Doğal afetler denildiğinde aklımıza ilk gelen elbette ki “deprem “ kelimesidir. Bunun yanı sıra da erozyon, heyelan, yangın,  sel, fırtına gibi çeşitli etkenler gelir; bu etkenlerin de etkisiyle doğal afetler insanoğlu için bir korku abidesi oluyor. Halbuki olaya bilimsel yaklaştığımızda doğanın kendi içinde doğal döngüsünü tamamlayabilmesi için deprem, rüzgar, heyelan gibi olguların var olması doğal.

Burada asıl mevzu biz insanların bu gibi etkenlerin yerini iyi tespit edip bu gibi mekânlara yerleşim bölgesi oluşturmamaktır.
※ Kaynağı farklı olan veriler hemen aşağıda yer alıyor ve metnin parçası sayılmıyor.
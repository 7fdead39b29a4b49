//! Per-customer behavioural analytics.
//!
//! - [`risk`] - spending-baseline risk classifier

pub mod risk;

pub use risk::{classify, customer_means, risk_level};
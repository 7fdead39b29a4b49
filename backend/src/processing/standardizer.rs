//! Column standardization: arbitrary headers onto the canonical schema.
//!
//! ```text
//! Raw headers               Mapping                     Canonical columns
//! ┌──────────────┐          transaction_id: [txn_id]    ┌────────────────┐
//! │ "Txn_ID "    │ ──────▶  customer_id:    [cust_id]   │ transaction_id │
//! │ "cust_id"    │          amount:         [amount]    │ customer_id    │
//! │ "Amount"     │          city:           [city]      │ amount         │
//! └──────────────┘                                      └────────────────┘
//! ```
//!
//! Header names and variants are compared lowercased and trimmed. For each
//! canonical field (mapping order) the first raw column (file order) whose
//! normalized name is a variant wins; unmatched fields stay absent.

use serde::Serialize;
use std::collections::HashSet;

use crate::config::ColumnMapping;
use crate::error::SchemaError;
use crate::models::REQUIRED_FIELDS;
use crate::parser::RawTable;

/// Which raw header fed a canonical column.
#[derive(Debug, Clone, PartialEq, Eq, Serialize)]
pub struct ColumnResolution {
    pub canonical: String,
    pub source: String,
}

/// A record set conforming to the canonical schema (values still untyped text).
#[derive(Debug, Clone, PartialEq, Serialize)]
pub struct CanonicalTable {
    /// Canonical columns present, in mapping order.
    pub columns: Vec<String>,
    /// Source header of each entry in `columns`.
    pub resolved: Vec<ColumnResolution>,
    /// Rows aligned with `columns`.
    pub rows: Vec<Vec<String>>,
}

impl CanonicalTable {
    pub fn has_column(&self, name: &str) -> bool {
        self.column_index(name).is_some()
    }

    pub fn column_index(&self, name: &str) -> Option<usize> {
        self.columns.iter().position(|c| c == name)
    }

    pub fn len(&self) -> usize {
        self.rows.len()
    }

    pub fn is_empty(&self) -> bool {
        self.rows.is_empty()
    }
}

/// Normalize a header or variant for comparison.
pub fn normalize_header(name: &str) -> String {
    name.trim().to_lowercase()
}

/// Map raw columns onto canonical fields.
///
/// Fails with [`SchemaError::MissingAfterStandardization`] when any of
/// `transaction_id`, `customer_id` or `amount` has no matching raw column.
pub fn standardize(raw: &RawTable, mapping: &ColumnMapping) -> Result<CanonicalTable, SchemaError> {
    let normalized: Vec<String> = raw.headers.iter().map(|h| normalize_header(h)).collect();

    // (canonical name, raw column index)
    let mut picks: Vec<(&str, usize)> = Vec::new();
    for field in mapping.fields() {
        let variants: HashSet<String> = field.variants.iter().map(|v| normalize_header(v)).collect();
        if let Some(idx) = normalized.iter().position(|h| variants.contains(h)) {
            picks.push((field.canonical.as_str(), idx));
        }
    }

    let missing: Vec<String> = REQUIRED_FIELDS
        .iter()
        .filter(|req| !picks.iter().any(|(name, _)| name == *req))
        .map(|req| req.to_string())
        .collect();
    if !missing.is_empty() {
        return Err(SchemaError::MissingAfterStandardization(missing));
    }

    let columns = picks.iter().map(|(name, _)| name.to_string()).collect();
    let resolved = picks
        .iter()
        .map(|(name, idx)| ColumnResolution {
            canonical: name.to_string(),
            source: raw.headers[*idx].clone(),
        })
        .collect();
    let rows = raw
        .rows
        .iter()
        .map(|row| {
            picks
                .iter()
                .map(|(_, idx)| row.get(*idx).cloned().unwrap_or_default())
                .collect()
        })
        .collect();

    Ok(CanonicalTable {
        columns,
        resolved,
        rows,
    })
}
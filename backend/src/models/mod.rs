//! Domain models for the Cardwatch pipeline.
//!
//! - [`Transaction`] - a cleaned canonical row
//! - [`RiskLevel`] - the three risk tiers
//! - [`ClassifiedTransaction`] - a transaction with its tier
//! - [`StoredTransaction`] - a persisted row with its ingestion tags

use chrono::{DateTime, NaiveDateTime, Utc};
use serde::{Deserialize, Serialize};
use std::collections::BTreeMap;
use std::fmt;
use std::str::FromStr;

// =============================================================================
// Canonical Field Names
// =============================================================================

pub const TRANSACTION_ID: &str = "transaction_id";
pub const CUSTOMER_ID: &str = "customer_id";
pub const AMOUNT: &str = "amount";
pub const TRANSACTION_DATE: &str = "transaction_date";
pub const IS_FRAUD: &str = "is_fraud";
pub const CITY: &str = "city";
pub const STATE: &str = "state";
pub const CATEGORY: &str = "category";
pub const CHANNEL: &str = "channel";

/// Fields every standardized table must carry.
pub const REQUIRED_FIELDS: [&str; 3] = [TRANSACTION_ID, CUSTOMER_ID, AMOUNT];

/// Canonical fields with a dedicated slot on [`Transaction`].
/// Anything else the mapping declares lands in [`Transaction::extra`].
pub const KNOWN_FIELDS: [&str; 9] = [
    TRANSACTION_ID,
    CUSTOMER_ID,
    AMOUNT,
    TRANSACTION_DATE,
    IS_FRAUD,
    CITY,
    STATE,
    CATEGORY,
    CHANNEL,
];

// =============================================================================
// Risk Level
// =============================================================================

/// Risk tier assigned by the classifier.
#[derive(Debug, Clone, Copy, PartialEq, Eq, Hash, PartialOrd, Ord, Serialize, Deserialize)]
pub enum RiskLevel {
    #[serde(rename = "Normal")]
    Normal,
    #[serde(rename = "Medium Risk")]
    Medium,
    #[serde(rename = "High Risk")]
    High,
}

impl RiskLevel {
    /// Display order used by every breakdown.
    pub const ALL: [RiskLevel; 3] = [RiskLevel::Normal, RiskLevel::Medium, RiskLevel::High];

    pub fn as_str(&self) -> &'static str {
        match self {
            RiskLevel::Normal => "Normal",
            RiskLevel::Medium => "Medium Risk",
            RiskLevel::High => "High Risk",
        }
    }
}

impl fmt::Display for RiskLevel {
    fn fmt(&self, f: &mut fmt::Formatter<'_>) -> fmt::Result {
        f.write_str(self.as_str())
    }
}

impl FromStr for RiskLevel {
    type Err = String;

    fn from_str(s: &str) -> Result<Self, Self::Err> {
        match s.trim().to_lowercase().as_str() {
            "normal" => Ok(RiskLevel::Normal),
            "medium risk" | "medium" => Ok(RiskLevel::Medium),
            "high risk" | "high" => Ok(RiskLevel::High),
            other => Err(format!("unknown risk level '{}'", other)),
        }
    }
}

// =============================================================================
// Transactions
// =============================================================================

/// A canonical row after cleaning: required fields are typed and present.
#[derive(Debug, Clone, PartialEq, Serialize, Deserialize)]
pub struct Transaction {
    pub transaction_id: String,
    pub customer_id: Option<String>,
    pub amount: f64,
    pub transaction_date: Option<NaiveDateTime>,
    pub is_fraud: bool,
    pub city: Option<String>,
    pub state: Option<String>,
    pub category: Option<String>,
    pub channel: Option<String>,
    /// Other canonical columns declared by the mapping, passed through untouched.
    #[serde(default, skip_serializing_if = "BTreeMap::is_empty")]
    pub extra: BTreeMap<String, String>,
}

impl Transaction {
    /// Minimal transaction, mostly useful for tests and fixtures.
    pub fn new(transaction_id: impl Into<String>, customer_id: Option<&str>, amount: f64) -> Self {
        Self {
            transaction_id: transaction_id.into(),
            customer_id: customer_id.map(String::from),
            amount,
            transaction_date: None,
            is_fraud: false,
            city: None,
            state: None,
            category: None,
            channel: None,
            extra: BTreeMap::new(),
        }
    }

    pub fn with_fraud(mut self, is_fraud: bool) -> Self {
        self.is_fraud = is_fraud;
        self
    }
}

/// A transaction tagged with its risk tier.
#[derive(Debug, Clone, PartialEq, Serialize, Deserialize)]
pub struct ClassifiedTransaction {
    #[serde(flatten)]
    pub transaction: Transaction,
    pub risk_level: RiskLevel,
}

/// A row read back from the persisted table.
#[derive(Debug, Clone, PartialEq, Serialize, Deserialize)]
pub struct StoredTransaction {
    #[serde(flatten)]
    pub record: ClassifiedTransaction,
    pub source_file: String,
    pub batch_id: String,
    pub row_index: i64,
    pub ingested_at: DateTime<Utc>,
}

impl StoredTransaction {
    pub fn transaction(&self) -> &Transaction {
        &self.record.transaction
    }

    pub fn risk_level(&self) -> RiskLevel {
        self.record.risk_level
    }
}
Eğer ki başka bir alan yoksa bu gibi dış etkenlere karşı dayanıklı, sağlam ve güzel bir mimariyle konutlar yapmalıyız. Özellikle bu gibi hassas yerlere “boyuna” değil de “enine” yapılar bina etmeliyiz. Böylece tehlikeyi en az seviyeye indirmiş oluruz. Hayat bizim için daha emin ve yaşanması mümkün bir alan olur.

Buradan yola çıkarak yakın bir tarihte yaşamış olduğumuz Elazığ ve Malatya depremiyle bu konu yine gündemimize oturmuş oldu. Ölenlere Hz. Allah ‘tan (c.c.) rahmet diliyor; kalanlara da hayırlı uzun ömürler vermeyi nasip etmesini yüce  Rabbimizden diliyoruz. (Amin)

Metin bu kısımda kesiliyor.